Thirdly Fed Vice Chair for Supervision Michelle Bowman outlined bank-friendly Basel III endgame and GSIB surcharge proposals, reports Ian Katz at CapitalAlpha in Washington. Bowman say the proposal will be released in a week. Overall, the changes will result in a small decrease in capital requirements for the largest banks and more significant changes for smaller institutions. We’ll be responding to the request for comment on Basel III. 


Gold and silver prices continued to move sideways, but oil prices remained just below $100 or roughly double prices that prevailed most of the past year. We expect oil prices to remain elevated unless and until the Straight of Hormuz is reopened. Iran is basically seeking a cessation to airstrikes in return for negotiating an end to attacks on merchant ships in the Persian Gulf.


Gold vs Silver Futures



Data on the U.S. labor market unexpectedly deteriorated, with a net loss of 92,000 jobs in February, contradicting forecasts that predicted a gain of 50,000. This marked a significant, unexpected setback, compounded by downward revisions to employment figures for the previous two months. 


The poor jobs data led to increased concern in some quarters about a potential economic "hard landing," but higher oil prices may constrain the Fed and other central banks from easing. In fact, central banks ought not to factor the oil price change into the calculous because the rise of energy costs comes from a non-monetary factor, namely war. Higher oil prices must lead to higher inflation. 


“An oil price shock...has some dampening effect on growth and raises total headline inflation for a time, but doesn’t really pass through much to core inflation,” former Cleveland Fed President Loretta Mester told Kathleen Hays on Central Bank Central. “They’re not going to really know how long the oil prices will stay at elevated levels, so they’ll use the models to sort of work through that.”


As for the coming Fed policy meeting, Mester recommends that officials take a cautious approach. “They’d be wise to leave things where they are...until they get more evidence on how things are going to evolve in both employment and inflation.”

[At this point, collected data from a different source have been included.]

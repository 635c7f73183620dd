use crate::{configuration::Configuration, error::Error};
use async_trait::async_trait;
use clap::ValueEnum;
use serde::{Deserialize, Serialize};
use std::time::Duration;
use tracing::{error, warn};

pub const ANONYMOUS_USER_ID: &str = "U_anonymous_user";
pub const DEV_USER_ID: &str = "U_dev_user";
pub const FALLBACK_USER_ID: &str = "U_fallback_user";

/// LINE profile of the caller.
#[derive(Debug, Clone, PartialEq, Eq, Serialize, Deserialize)]
#[serde(rename_all = "camelCase")]
pub struct Profile {
    pub user_id: String,
    pub display_name: String,
    #[serde(default)]
    pub picture_url: Option<String>,
}

impl Profile {
    fn placeholder(user_id: &str, display_name: &str) -> Self {
        Self {
            user_id: user_id.into(),
            display_name: display_name.into(),
            picture_url: None,
        }
    }
}

#[derive(Debug, Clone, Copy, PartialEq, Eq, ValueEnum)]
pub enum AuthMode {
    /// Every request needs a token accepted by LINE.
    Strict,
    /// Requests without a usable token continue as a placeholder user.
    AllowAnonymousFallback,
}

#[async_trait]
pub trait IdentityVerifier: Send + Sync + 'static {
    /// `bearer` is the token from the `Authorization: Bearer` header, if any.
    async fn verify(&self, bearer: Option<&str>) -> Result<Profile, Error>;
}

pub struct LineIdentityVerifier {
    client: reqwest::Client,
    profile_url: String,
    mode: AuthMode,
    dev_token: Option<String>,
}

impl LineIdentityVerifier {
    pub fn new(profile_url: String, mode: AuthMode, dev_token: Option<String>) -> Self {
        let client = reqwest::Client::builder()
            .timeout(Duration::from_secs(5))
            .build()
            .unwrap_or_default();
        Self {
            client,
            profile_url,
            mode,
            dev_token,
        }
    }

    pub fn from_configuration<C: Configuration>(configuration: &C) -> Self {
        Self::new(
            configuration.line_profile_url(),
            configuration.auth_mode(),
            configuration.dev_token(),
        )
    }

    fn fallback(&self, user_id: &str, display_name: &str, err: Error) -> Result<Profile, Error> {
        match self.mode {
            AuthMode::Strict => Err(err),
            AuthMode::AllowAnonymousFallback => Ok(Profile::placeholder(user_id, display_name)),
        }
    }
}

#[async_trait]
impl IdentityVerifier for LineIdentityVerifier {
    async fn verify(&self, bearer: Option<&str>) -> Result<Profile, Error> {
        let Some(token) = bearer.filter(|token| !token.is_empty()) else {
            return self.fallback(ANONYMOUS_USER_ID, "Guest", Error::Unauthorized);
        };

        if self.mode == AuthMode::AllowAnonymousFallback
            && self.dev_token.as_deref() == Some(token)
        {
            return Ok(Profile::placeholder(DEV_USER_ID, "Developer"));
        }

        let response = match self
            .client
            .get(&self.profile_url)
            .bearer_auth(token)
            .send()
            .await
        {
            Ok(response) => response,
            Err(err) => {
                error!(?err, "LINE profile request failed");
                return self.fallback(
                    FALLBACK_USER_ID,
                    "User",
                    Error::Infrastructure(format!("LINE profile request failed: {err}")),
                );
            }
        };

        if !response.status().is_success() {
            warn!(status = %response.status(), "LINE rejected access token");
            return self.fallback(FALLBACK_USER_ID, "User", Error::Unauthorized);
        }

        response.json::<Profile>().await.map_err(|err| {
            Error::Infrastructure(format!("Malformed LINE profile response: {err}"))
        })
    }
}

/// Extracts the token of an `Authorization: Bearer <token>` header value.
pub fn bearer_token(header: Option<&str>) -> Option<&str> {
    header
        .and_then(|value| value.strip_prefix("Bearer "))
        .map(str::trim)
}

And US Treasury Secretary Scott Bessent stated that the Federal Reserve is a long way from returning to quantitative easing. Indeed, we suspect that once Kevin Warsh is confirmed as the next Fed Chairman, the Fed is going to make changes to the bank liquidity rules that will allow another $1 trillion reduction in the size of the Fed's balance sheet. We'll be writing about this in a future comment.